While many people around the world - including Bhutan - still use email clients, there exists a fantastic alternative called web-based email, also known as webmail. The idea is that all your email is stored on a server somewhere on the web, and using a web browser (such as Internet Explorer, Firefox, or Google Chrome) you can view your received messages as well as send new ones. You can access your email from any computer that has access to the Internet, and you never lose your messages if your computer breaks.

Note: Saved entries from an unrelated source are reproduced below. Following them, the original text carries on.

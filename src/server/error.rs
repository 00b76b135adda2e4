//! HTTP mapping of `LocatorError`.

use crate::error::LocatorError;
use axum::extract::rejection::{JsonRejection, PathRejection, QueryRejection};
use axum::http::StatusCode;
use axum::response::{IntoResponse, Response};
use axum::Json;
use serde::Serialize;

#[derive(Debug, Serialize)]
struct ErrorBody<'a> {
    error: ErrorDetail<'a>,
}

#[derive(Debug, Serialize)]
struct ErrorDetail<'a> {
    kind: &'a str,
    message: String,
}

impl LocatorError {
    pub fn status(&self) -> StatusCode {
        match self {
            Self::Decode(_)
            | Self::InvalidPrompt(_)
            | Self::MissingMetadata(_)
            | Self::UnknownCamera(_)
            | Self::InvalidRequest(_) => StatusCode::BAD_REQUEST,
            Self::UnknownSession(_) => StatusCode::NOT_FOUND,
            Self::InvalidState(_) | Self::EmptyHistory | Self::Superseded => StatusCode::CONFLICT,
            Self::DegenerateGeometry(_) => StatusCode::UNPROCESSABLE_ENTITY,
            Self::MissingElevation { .. } | Self::Collaborator { .. } => StatusCode::BAD_GATEWAY,
            Self::NotConfigured(_) => StatusCode::SERVICE_UNAVAILABLE,
        }
    }
}

impl IntoResponse for LocatorError {
    fn into_response(self) -> Response {
        let status = self.status();
        tracing::warn!("{} {}: {}", status.as_u16(), self.kind(), self);

        let body = ErrorBody {
            error: ErrorDetail {
                kind: self.kind(),
                message: self.to_string(),
            },
        };
        (status, Json(body)).into_response()
    }
}

impl From<JsonRejection> for LocatorError {
    fn from(rejection: JsonRejection) -> Self {
        Self::InvalidRequest(rejection.body_text())
    }
}

impl From<QueryRejection> for LocatorError {
    fn from(rejection: QueryRejection) -> Self {
        Self::InvalidRequest(rejection.body_text())
    }
}

impl From<PathRejection> for LocatorError {
    fn from(rejection: PathRejection) -> Self {
        Self::InvalidRequest(rejection.body_text())
    }
}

There are many webmail services. The most popular are the "big three": Yahoo! Mail (mail.yahoo.com), Microsoft Hotmail (www.hotmail.com) and Google's Gmail (www.gmail.com). They are all free. All of them provide ample storage for messages and attachments and similar have features, including automatic detection and removal of junk mail. Which is the best service? While all are adequate, I recommend Google's Gmail service. Hotmail will deactivate your account if you don't log in within 90 days (it's 9 months with Gmail), and with Yahoo! Mail you will need to upgrade to a paid version if you require automatic forwarding (it's free with Gmail). Google's service also has a built-in chat, voice calls and many other clever features, including a priority inbox and automatic translation of non-English messages to English.

To sign up for a free Gmail account, go to gmail.com, and click "Create a new account". Even if you already have a work email provided by your office or a DrukNet mail account, it is still worth considering having a personal web-based email.